=== TASK OBJECTIVE ===
Print the listing exactly.

--- --- ---

//! SQLite access: connection factory and idempotent schema migrations.
//!
//! Every worker opens its own connection; WAL mode plus a busy timeout let
//! the single-writer store absorb the whole pipeline. The schema lives in
//! `sql/` as numbered files with `IF NOT EXISTS` clauses and is embedded at
//! compile time so migration never depends on the working directory.

use rusqlite::Connection;
use std::time::Duration;

const BUSY_TIMEOUT_MS: u64 = 5_000;

const SCHEMA_FILES: &[(&str, &str)] = &[
    ("00_tx_queue.sql", include_str!("../sql/00_tx_queue.sql")),
    ("01_tx_raw.sql", include_str!("../sql/01_tx_raw.sql")),
    ("02_parsed_sig.sql", include_str!("../sql/02_parsed_sig.sql")),
    ("03_market_events.sql", include_str!("../sql/03_market_events.sql")),
    ("04_features_latest.sql", include_str!("../sql/04_features_latest.sql")),
    ("05_detector.sql", include_str!("../sql/05_detector.sql")),
    ("06_trading.sql", include_str!("../sql/06_trading.sql")),
    ("07_cursor_state.sql", include_str!("../sql/07_cursor_state.sql")),
];

/// Open a connection with the pipeline pragmas applied.
pub fn open(db_path: &str) -> Result<Connection, rusqlite::Error> {
    let conn = Connection::open(db_path)?;
    conn.pragma_update(None, "journal_mode", "WAL")?;
    conn.pragma_update(None, "synchronous", "NORMAL")?;
    conn.busy_timeout(Duration::from_millis(BUSY_TIMEOUT_MS))?;
    Ok(conn)
}

/// Run all schema migrations. Safe to run on every startup.
pub fn run_schema_migrations(conn: &Connection) -> Result<(), rusqlite::Error> {
    log::info!("🔧 Running schema migrations ({} files)", SCHEMA_FILES.len());
    for (name, sql) in SCHEMA_FILES {
        log::debug!("   ├─ executing {}", name);
        conn.execute_batch(sql)?;
    }
    log::debug!("   └─ ✅ schema up to date");
    Ok(())
}

/// Open + migrate in one step; what the workers and tests use.
pub fn open_and_migrate(db_path: &str) -> Result<Connection, rusqlite::Error> {
    let conn = open(db_path)?;
    run_schema_migrations(&conn)?;
    Ok(conn)
}

/// Current UTC unix timestamp, the clock used for every `ts` column.
pub fn now_ts() -> i64 {
    chrono::Utc::now().timestamp()
}

/// List user tables, used by the `diag` subcommand.
pub fn list_tables(conn: &Connection) -> Result<Vec<String>, rusqlite::Error> {
    let mut stmt = conn.prepare(
        "SELECT name FROM sqlite_master
         WHERE type = 'table' AND name NOT LIKE 'sqlite_%'
         ORDER BY name",
    )?;
    let rows = stmt.query_map([], |row| row.get(0))?;
    rows.collect()
}

#[cfg(test)]
mod tests {
    use super::*;
    use tempfile::NamedTempFile;

    #[test]
    fn test_migrations_are_idempotent() {
        let temp = NamedTempFile::new().unwrap();
        let path = temp.path().to_str().unwrap();

        let conn = open(path).unwrap();
        run_schema_migrations(&conn).unwrap();
        // Second run must be a no-op, not an error
        run_schema_migrations(&conn).unwrap();

        let tables = list_tables(&conn).unwrap();
        for expected in [
            "tx_queue",
            "tx_raw",
            "parsed_sig",
            "swap_event",
            "lp_event",
            "authority_event",
            "features_latest",
            "detector_signal",
            "detector_cursor",
            "position",
            "fill",
            "exit_event",
            "cursor_state",
        ] {
            assert!(tables.iter().any(|t| t == expected), "missing table {}", expected);
        }
    }

    #[test]
    fn test_in_place_reopen() {
        let temp = NamedTempFile::new().unwrap();
        let path = temp.path().to_str().unwrap();

        open_and_migrate(path).unwrap();
        // A second connection sees the same schema
        let conn = open(path).unwrap();
        let count: i64 = conn
            .query_row("SELECT COUNT(*) FROM tx_queue", [], |row| row.get(0))
            .unwrap();
        assert_eq!(count, 0);
    }
}
//! `tx_queue`: signatures observed on the log feed, claimed by resolvers.

use rusqlite::{params, Connection, OptionalExtension};

#[derive(Debug, Clone)]
pub struct QueuedSig {
    pub signature: String,
    pub program_id: Option<String>,
    pub slot: Option<i64>,
}

/// Idempotent insert; a signature seen twice is ignored.
pub fn enqueue(
    conn: &Connection,
    signature: &str,
    program_id: Option<&str>,
    slot: Option<i64>,
    now: i64,
) -> Result<bool, rusqlite::Error> {
    let inserted = conn.execute(
        "INSERT OR IGNORE INTO tx_queue (signature, program_id, slot, status, enqueued_at)
         VALUES (?1, ?2, ?3, 'queued', ?4)",
        params![signature, program_id, slot, now],
    )?;
    Ok(inserted > 0)
}

/// Claim the oldest queued signature, transitioning it to `resolving`.
///
/// The claim is one statement, so SQLite's writer serialization guarantees
/// two resolvers never claim the same row.
pub fn claim_next(conn: &Connection) -> Result<Option<QueuedSig>, rusqlite::Error> {
    conn.query_row(
        "UPDATE tx_queue SET status = 'resolving'
         WHERE signature = (
             SELECT signature FROM tx_queue
             WHERE status = 'queued'
             ORDER BY enqueued_at ASC
             LIMIT 1
         )
         RETURNING signature, program_id, slot",
        [],
        |row| {
            Ok(QueuedSig {
                signature: row.get(0)?,
                program_id: row.get(1)?,
                slot: row.get(2)?,
            })
        },
    )
    .optional()
}

pub fn mark_resolved(conn: &Connection, signature: &str) -> Result<(), rusqlite::Error> {
    conn.execute(
        "UPDATE tx_queue SET status = 'resolved' WHERE signature = ?1",
        params![signature],
    )?;
    Ok(())
}

/// Record a resolution failure: bump retries, keep the row queued until the
/// retry budget is spent, then park it as `error`. The error text is
/// truncated to 255 chars.
pub fn mark_failed(
    conn: &Connection,
    signature: &str,
    error: &str,
    max_retries: i64,
) -> Result<(), rusqlite::Error> {
    conn.execute(
        "UPDATE tx_queue
         SET status = CASE WHEN retries >= ?2 THEN 'error' ELSE 'queued' END,
             retries = retries + 1,
             last_error = substr(?3, 1, 255)
         WHERE signature = ?1",
        params![signature, max_retries, error],
    )?;
    Ok(())
}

--- --- ---

=== COMPLETED EXERCISE ===
//! SQLite access: connection factory and idempotent schema migrations.
//!
//! Every worker opens its own connection; WAL mode plus a busy timeout let
//! the single-writer store absorb the whole pipeline. The schema lives in
//! `sql/` as numbered files with `IF NOT EXISTS` clauses and is embedded at
//! compile time so migration never depends on the working directory.

use rusqlite::Connection;
use std::time::Duration;

const BUSY_TIMEOUT_MS: u64 = 5_000;

const SCHEMA_FILES: &[(&str, &str)] = &[
    ("00_tx_queue.sql", include_str!("../sql/00_tx_queue.sql")),
    ("01_tx_raw.sql", include_str!("../sql/01_tx_raw.sql")),
    ("02_parsed_sig.sql", include_str!("../sql/02_parsed_sig.sql")),
    ("03_market_events.sql", include_str!("../sql/03_market_events.sql")),
    ("04_features_latest.sql", include_str!("../sql/04_features_latest.sql")),
    ("05_detector.sql", include_str!("../sql/05_detector.sql")),
    ("06_trading.sql", include_str!("../sql/06_trading.sql")),
    ("07_cursor_state.sql", include_str!("../sql/07_cursor_state.sql")),
];

/// Open a connection with the pipeline pragmas applied.
pub fn open(db_path: &str) -> Result<Connection, rusqlite::Error> {
    let conn = Connection::open(db_path)?;
    conn.pragma_update(None, "journal_mode", "WAL")?;
    conn.pragma_update(None, "synchronous", "NORMAL")?;
    conn.busy_timeout(Duration::from_millis(BUSY_TIMEOUT_MS))?;
    Ok(conn)
}

/// Run all schema migrations. Safe to run on every startup.
pub fn run_schema_migrations(conn: &Connection) -> Result<(), rusqlite::Error> {
    log::info!("🔧 Running schema migrations ({} files)", SCHEMA_FILES.len());
    for (name, sql) in SCHEMA_FILES {
        log::debug!("   ├─ executing {}", name);
        conn.execute_batch(sql)?;
    }
    log::debug!("   └─ ✅ schema up to date");
    Ok(())
}

/// Open + migrate in one step; what the workers and tests use.
pub fn open_and_migrate(db_path: &str) -> Result<Connection, rusqlite::Error> {
    let conn = open(db_path)?;
    run_schema_migrations(&conn)?;
    Ok(conn)
}

/// Current UTC unix timestamp, the clock used for every `ts` column.
pub fn now_ts() -> i64 {
    chrono::Utc::now().timestamp()
}

/// List user tables, used by the `diag` subcommand.
pub fn list_tables(conn: &Connection) -> Result<Vec<String>, rusqlite::Error> {
    let mut stmt = conn.prepare(
        "SELECT name FROM sqlite_master
         WHERE type = 'table' AND name NOT LIKE 'sqlite_%'
         ORDER BY name",
    )?;
    let rows = stmt.query_map([], |row| row.get(0))?;
    rows.collect()
}

#[cfg(test)]
mod tests {
    use super::*;
    use tempfile::NamedTempFile;

    #[test]
    fn test_migrations_are_idempotent() {
        let temp = NamedTempFile::new().unwrap();
        let path = temp.path().to_str().unwrap();

        let conn = open(path).unwrap();
        run_schema_migrations(&conn).unwrap();
        // Second run must be a no-op, not an error
        run_schema_migrations(&conn).unwrap();

        let tables = list_tables(&conn).unwrap();
        for expected in [
            "tx_queue",
            "tx_raw",
            "parsed_sig",
            "swap_event",
            "lp_event",
            "authority_event",
            "features_latest",
            "detector_signal",
            "detector_cursor",
            "position",
            "fill",
            "exit_event",
            "cursor_state",
        ] {
            assert!(tables.iter().any(|t| t == expected), "missing table {}", expected);
        }
    }

    #[test]
    fn test_in_place_reopen() {
        let temp = NamedTempFile::new().unwrap();
        let path = temp.path().to_str().unwrap();

        open_and_migrate(path).unwrap();
        // A second connection sees the same schema
        let conn = open(path).unwrap();
        let count: i64 = conn
            .query_row("SELECT COUNT(*) FROM tx_queue", [], |row| row.get(0))
            .unwrap();
        assert_eq!(count, 0);
    }
}
//! `tx_queue`: signatures observed on the log feed, claimed by resolvers.

use rusqlite::{params, Connection, OptionalExtension};

#[derive(Debug, Clone)]
pub struct QueuedSig {
    pub signature: String,
    pub program_id: Option<String>,
    pub slot: Option<i64>,
}

/// Idempotent insert; a signature seen twice is ignored.
pub fn enqueue(
    conn: &Connection,
    signature: &str,
    program_id: Option<&str>,
    slot: Option<i64>,
    now: i64,
) -> Result<bool, rusqlite::Error> {
    let inserted = conn.execute(
        "INSERT OR IGNORE INTO tx_queue (signature, program_id, slot, status, enqueued_at)
         VALUES (?1, ?2, ?3, 'queued', ?4)",
        params![signature, program_id, slot, now],
    )?;
    Ok(inserted > 0)
}

/// Claim the oldest queued signature, transitioning it to `resolving`.
///
/// The claim is one statement, so SQLite's writer serialization guarantees
/// two resolvers never claim the same row.
pub fn claim_next(conn: &Connection) -> Result<Option<QueuedSig>, rusqlite::Error> {
    conn.query_row(
        "UPDATE tx_queue SET status = 'resolving'
         WHERE signature = (
             SELECT signature FROM tx_queue
             WHERE status = 'queued'
             ORDER BY enqueued_at ASC
             LIMIT 1
         )
         RETURNING signature, program_id, slot",
        [],
        |row| {
            Ok(QueuedSig {
                signature: row.get(0)?,
                program_id: row.get(1)?,
                slot: row.get(2)?,
            })
        },
    )
    .optional()
}

pub fn mark_resolved(conn: &Connection, signature: &str) -> Result<(), rusqlite::Error> {
    conn.execute(
        "UPDATE tx_queue SET status = 'resolved' WHERE signature = ?1",
        params![signature],
    )?;
    Ok(())
}

/// Record a resolution failure: bump retries, keep the row queued until the
/// retry budget is spent, then park it as `error`. The error text is
/// truncated to 255 chars.
pub fn mark_failed(
    conn: &Connection,
    signature: &str,
    error: &str,
    max_retries: i64,
) -> Result<(), rusqlite::Error> {
    conn.execute(
        "UPDATE tx_queue
         SET status = CASE WHEN retries >= ?2 THEN 'error' ELSE 'queued' END,
             retries = retries + 1,
             last_error = substr(?3, 1, 255)
         WHERE signature = ?1",
        params![signature, max_retries, error],
    )?;
    Ok(())
}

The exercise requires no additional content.